In a massive piece that ran over the weekend, The New York Times continued its brilliant effort to not only explain how U.S. democracy came so close to going off its rails in 2020, but also to highlight many features of our system of politics and government that threaten our future as a functioning democracy.
I don’t think a summary will do it justice, And I’m not sure if non-Times subscribers can get to the full piece. The experience of the Trump presidency, the quirks in our system that enabled him to get into that office without winning the national popular vote in 2016, the number of ways he found to abuse his powers during his term, and the number of ways he found to try to steal the office for four more years in 2020, all make it vital that we candidly face the elements of the crazy, overly-complicated system of sort-of democracy under which we govern ourselves.
But it’s a very long, serious, smart piece and part of an ongoing occasional series called “Democracy Challenged.” I’ll offer a few brief excerpts from the top and hope that the link will enable you go get to the full piece. From the article:
“…The United States today finds itself in a situation with little historical precedent. American democracy is facing two distinct threats, which together represent the most serious challenge to the country’s governing ideals in decades.
“The first threat is acute: a growing movement inside one of the country’s two major parties — the Republican Party — to refuse to accept defeat in an election.
“The violent Jan. 6, 2021, attack on Congress, meant to prevent the certification of President Biden’s election, was the clearest manifestation of this movement, but it has continued since then. Hundreds of elected Republican officials around the country falsely claim that the 2020 election was rigged. Some of them are running for statewide offices that would oversee future elections, potentially putting them in position to overturn an election in 2024 or beyond.
“’There is the possibility, for the first time in American history, that a legitimately elected president will not be able to take office,’ said Yascha Mounk, a political scientist at Johns Hopkins University who studies democracy.
“The second threat to democracy is chronic but also growing: The power to set government policy is becoming increasingly disconnected from public opinion.
“The run of recent Supreme Court decisions — both sweeping and, according to polls, unpopular — highlight this disconnect. Although the Democratic Party has won the popular vote in seven of the past eight presidential elections, a Supreme Court dominated by Republican appointees seems poised to shape American politics for years, if not decades. And the court is only one of the means through which policy outcomes are becoming less closely tied to the popular will…
“…Two of the past four presidents have taken office despite losing the popular vote. Senators representing a majority of Americans are often unable to pass bills, partly because of the increasing use of the filibuster. Even the House, intended as the branch of the government that most reflects the popular will, does not always do so, because of the way districts are drawn.

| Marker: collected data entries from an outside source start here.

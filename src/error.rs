use std::num::ParseIntError;

use miette::{miette, Diagnostic, LabeledSpan, Report, Severity};
use thiserror::Error;

use crate::{
    machine::Machine,
    symbol::{Label, Register, Span},
};

/// Unrecoverable condition raised while loading or running a program.
#[derive(Clone, Debug, PartialEq, Eq, Error, Diagnostic)]
pub enum Fault {
    #[error("register r{id} does not exist (machine has {count} registers)")]
    #[diagnostic(
        code(runtime::invalid_register),
        help("increase the register count with `--registers`")
    )]
    InvalidRegister { id: usize, count: usize },

    #[error("memory address {0} was read before being written")]
    #[diagnostic(
        code(runtime::invalid_address),
        help("strict memory is enabled; store to the address before loading it")
    )]
    InvalidAddress(i64),

    #[error("jump target {target} is outside the program (length {len})")]
    #[diagnostic(code(runtime::invalid_jump_target))]
    InvalidJumpTarget { target: usize, len: usize },

    #[error("label `{0}` is not defined")]
    #[diagnostic(
        code(runtime::unknown_label),
        help("define the label as a prefix on an instruction, like `done: halt`")
    )]
    UnknownLabel(Label),

    #[error("label `{label}` defined at instruction {first} is defined again at instruction {second}")]
    #[diagnostic(
        code(load::duplicate_label),
        help("prefix labels are only allowed once per program")
    )]
    DuplicateLabel {
        label: Label,
        first: usize,
        second: usize,
    },

    #[error("arithmetic fault: {0}")]
    #[diagnostic(code(runtime::arithmetic))]
    ArithmeticFault(&'static str),

    #[error("step limit of {0} exceeded")]
    #[diagnostic(
        code(runtime::step_limit),
        help("the program may loop forever; raise the limit with `--step-limit`")
    )]
    StepLimitExceeded(u64),

    #[error("{count} registers requested, at most {max} are supported")]
    #[diagnostic(code(config::too_many_registers))]
    TooManyRegisters { count: usize, max: usize },

    #[error("label `{0}` was resolved by an instruction that declares no jump target")]
    #[diagnostic(
        code(runtime::label_access),
        help("instructions that jump must report their label through `Instruction::target`")
    )]
    LabelAccess(Label),

    #[error("failed to write program output: {0}")]
    #[diagnostic(code(runtime::output))]
    Output(String),
}

pub type Result<T, E = Fault> = std::result::Result<T, E>;

/// A fault together with the machine as it was left when the fault occurred.
#[derive(Debug, Error)]
#[error("{fault}")]
pub struct RuntimeFault {
    pub fault: Fault,
    pub machine: Machine,
}

// Lexer errors

pub fn lex_invalid_lit(span: Span, src: &str, e: ParseIntError) -> Report {
    miette!(
        severity = Severity::Error,
        code = "lex::bad_lit",
        help = "literals are signed 64-bit decimal or 0x-prefixed hex values",
        labels = vec![LabeledSpan::at(span, "incorrect literal")],
        "Encountered an invalid literal: {e}",
    )
    .with_source_code(src.to_string())
}

pub fn lex_bad_register(span: Span, src: &str) -> Report {
    miette!(
        severity = Severity::Error,
        code = "lex::bad_register",
        help = format!("register ids range from r0 to r{}", Register::MAX_ID),
        labels = vec![LabeledSpan::at(span, "register id too large")],
        "Encountered an invalid register",
    )
    .with_source_code(src.to_string())
}

pub fn lex_unknown(span: Span, src: &str) -> Report {
    miette!(
        severity = Severity::Error,
        code = "lex::unknown",
        help = "operands are registers like r1, integers like -4 or label names",
        labels = vec![LabeledSpan::at(span, "unknown token")],
        "Encountered an unknown token",
    )
    .with_source_code(src.to_string())
}

// Parser errors

pub fn parse_unknown_opcode(span: Span, src: &str, known: &str) -> Report {
    miette!(
        severity = Severity::Error,
        code = "parse::unknown_opcode",
        help = format!("available opcodes are: {known}"),
        labels = vec![LabeledSpan::at(span, "unknown opcode")],
        "Unknown opcode",
    )
    .with_source_code(src.to_string())
}

pub fn parse_unexpected(span: Span, src: &str, expected: &str, found: &str) -> Report {
    miette!(
        severity = Severity::Error,
        code = "parse::unexpected_token",
        help = "check the operands for this instruction",
        labels = vec![LabeledSpan::at(span, "unexpected token")],
        "Expected {expected}, found {found}",
    )
    .with_source_code(src.to_string())
}

pub fn parse_missing_operand(span: Span, src: &str, opcode: &str, expected: &str) -> Report {
    miette!(
        severity = Severity::Error,
        code = "parse::missing_operand",
        help = format!("`{opcode}` expects {expected} here"),
        labels = vec![LabeledSpan::at(span, "statement ends here")],
        "Missing operand",
    )
    .with_source_code(src.to_string())
}

pub fn parse_extra_operand(span: Span, src: &str, opcode: &str) -> Report {
    miette!(
        severity = Severity::Error,
        code = "parse::extra_operand",
        help = format!("remove the trailing operands of `{opcode}`"),
        labels = vec![LabeledSpan::at(span, "unexpected operand")],
        "Too many operands",
    )
    .with_source_code(src.to_string())
}

pub fn parse_lonely_label(span: Span, src: &str) -> Report {
    miette!(
        severity = Severity::Error,
        code = "parse::lonely_label",
        help = "put the label on the same line as the instruction it names",
        labels = vec![LabeledSpan::at(span, "label without instruction")],
        "Expected an instruction after label",
    )
    .with_source_code(src.to_string())
}

pub fn parse_duplicate_label(first: Span, second: Span, src: &str) -> Report {
    miette!(
        severity = Severity::Error,
        code = "parse::duplicate_label",
        help = "prefix labels are only allowed once per program",
        labels = vec![
            LabeledSpan::at(first, "first defined here"),
            LabeledSpan::at(second, "duplicate label"),
        ],
        "Duplicate prefix label"
    )
    .with_source_code(src.to_string())
}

“’We are far and away the most countermajoritarian democracy in the world,’ said Steven Levitsky, a professor of government at Harvard University and a co-author of the book “How Democracies Die,” with Daniel Ziblatt. … Mr. Levitsky said, “It’s not clear how the crisis is going to manifest itself, but there is a crisis coming.” He added, “We should be very worried.” …
I feel I have to stop there. The piece is very long and makes many very strong points very clearly and well. As I said above, I don’t know whether non-Times subscribers can access it easily or for free, but take a shot.
I agree with the authors of the piece and the experts quoted in it that we must focus on these issues very urgently. The flaws in the system that threaten its future are many, including many old and new features. The Trumpers are still looking for loopholes.
I want to believe that we can find them first and fix them.